Information provided: Begin

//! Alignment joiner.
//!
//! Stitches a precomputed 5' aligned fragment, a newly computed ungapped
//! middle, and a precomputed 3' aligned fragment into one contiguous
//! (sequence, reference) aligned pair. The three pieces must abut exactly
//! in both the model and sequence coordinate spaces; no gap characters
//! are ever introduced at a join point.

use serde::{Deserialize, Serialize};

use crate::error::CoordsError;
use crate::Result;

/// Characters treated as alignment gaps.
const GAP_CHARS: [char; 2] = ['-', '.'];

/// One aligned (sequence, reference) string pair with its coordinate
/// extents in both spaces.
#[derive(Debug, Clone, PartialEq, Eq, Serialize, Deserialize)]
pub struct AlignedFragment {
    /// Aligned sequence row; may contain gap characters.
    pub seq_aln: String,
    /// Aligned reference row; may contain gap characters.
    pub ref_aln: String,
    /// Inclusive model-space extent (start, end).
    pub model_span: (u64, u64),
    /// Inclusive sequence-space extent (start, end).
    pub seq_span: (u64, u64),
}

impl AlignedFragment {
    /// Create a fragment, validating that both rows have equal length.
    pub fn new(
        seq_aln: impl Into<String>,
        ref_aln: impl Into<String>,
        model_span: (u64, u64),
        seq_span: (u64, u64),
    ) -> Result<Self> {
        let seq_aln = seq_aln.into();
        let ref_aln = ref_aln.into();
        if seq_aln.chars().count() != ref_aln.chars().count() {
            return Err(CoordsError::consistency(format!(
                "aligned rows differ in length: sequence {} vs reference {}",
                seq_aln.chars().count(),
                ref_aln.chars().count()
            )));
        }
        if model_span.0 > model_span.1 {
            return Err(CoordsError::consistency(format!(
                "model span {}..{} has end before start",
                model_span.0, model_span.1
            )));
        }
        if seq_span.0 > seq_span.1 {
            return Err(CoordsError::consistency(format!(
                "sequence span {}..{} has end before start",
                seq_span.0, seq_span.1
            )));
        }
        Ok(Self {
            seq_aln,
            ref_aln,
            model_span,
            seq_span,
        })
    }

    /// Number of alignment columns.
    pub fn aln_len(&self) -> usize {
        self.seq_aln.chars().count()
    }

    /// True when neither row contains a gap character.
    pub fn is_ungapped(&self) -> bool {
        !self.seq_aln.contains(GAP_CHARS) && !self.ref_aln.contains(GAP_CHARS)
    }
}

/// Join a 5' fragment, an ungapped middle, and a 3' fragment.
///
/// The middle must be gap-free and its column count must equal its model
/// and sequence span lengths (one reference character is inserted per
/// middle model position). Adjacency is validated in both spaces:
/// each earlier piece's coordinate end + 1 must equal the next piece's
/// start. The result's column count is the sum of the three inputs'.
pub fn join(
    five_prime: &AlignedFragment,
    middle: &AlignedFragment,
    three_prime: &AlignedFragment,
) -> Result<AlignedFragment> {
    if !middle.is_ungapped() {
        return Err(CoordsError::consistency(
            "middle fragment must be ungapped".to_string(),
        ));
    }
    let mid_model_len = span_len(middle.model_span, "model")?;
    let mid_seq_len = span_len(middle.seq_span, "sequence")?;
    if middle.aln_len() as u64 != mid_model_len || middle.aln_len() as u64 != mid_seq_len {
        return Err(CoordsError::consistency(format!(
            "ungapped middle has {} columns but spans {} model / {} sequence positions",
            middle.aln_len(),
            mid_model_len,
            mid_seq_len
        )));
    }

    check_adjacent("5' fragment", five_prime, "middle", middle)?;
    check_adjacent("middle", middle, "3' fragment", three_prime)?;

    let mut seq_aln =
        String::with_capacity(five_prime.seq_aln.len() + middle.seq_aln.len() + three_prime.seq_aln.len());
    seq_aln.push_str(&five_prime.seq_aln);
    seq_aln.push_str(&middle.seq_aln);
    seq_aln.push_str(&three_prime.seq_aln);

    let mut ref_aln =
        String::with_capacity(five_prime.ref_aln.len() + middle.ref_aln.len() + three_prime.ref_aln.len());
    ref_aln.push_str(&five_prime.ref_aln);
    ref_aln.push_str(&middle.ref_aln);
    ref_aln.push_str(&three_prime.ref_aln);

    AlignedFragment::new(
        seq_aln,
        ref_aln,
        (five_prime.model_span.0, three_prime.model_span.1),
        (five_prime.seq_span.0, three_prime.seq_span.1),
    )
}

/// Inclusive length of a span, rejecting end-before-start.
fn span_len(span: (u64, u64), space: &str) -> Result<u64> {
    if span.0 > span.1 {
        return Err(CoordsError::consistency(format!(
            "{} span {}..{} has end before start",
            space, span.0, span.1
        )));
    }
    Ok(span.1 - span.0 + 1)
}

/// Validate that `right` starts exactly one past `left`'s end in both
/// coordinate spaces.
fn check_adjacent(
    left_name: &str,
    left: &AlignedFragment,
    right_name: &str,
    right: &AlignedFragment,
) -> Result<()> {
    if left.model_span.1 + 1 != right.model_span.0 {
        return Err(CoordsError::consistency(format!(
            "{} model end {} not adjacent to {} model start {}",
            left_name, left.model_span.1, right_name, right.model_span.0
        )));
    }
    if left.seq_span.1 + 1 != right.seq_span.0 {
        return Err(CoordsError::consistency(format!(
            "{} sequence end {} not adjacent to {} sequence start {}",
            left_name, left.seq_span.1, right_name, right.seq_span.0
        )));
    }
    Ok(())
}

Information provided: End

[Work request]:
For every line above in which the string "crate" appears, add one; please give the final count and nothing else.

[Reply to the task]:
2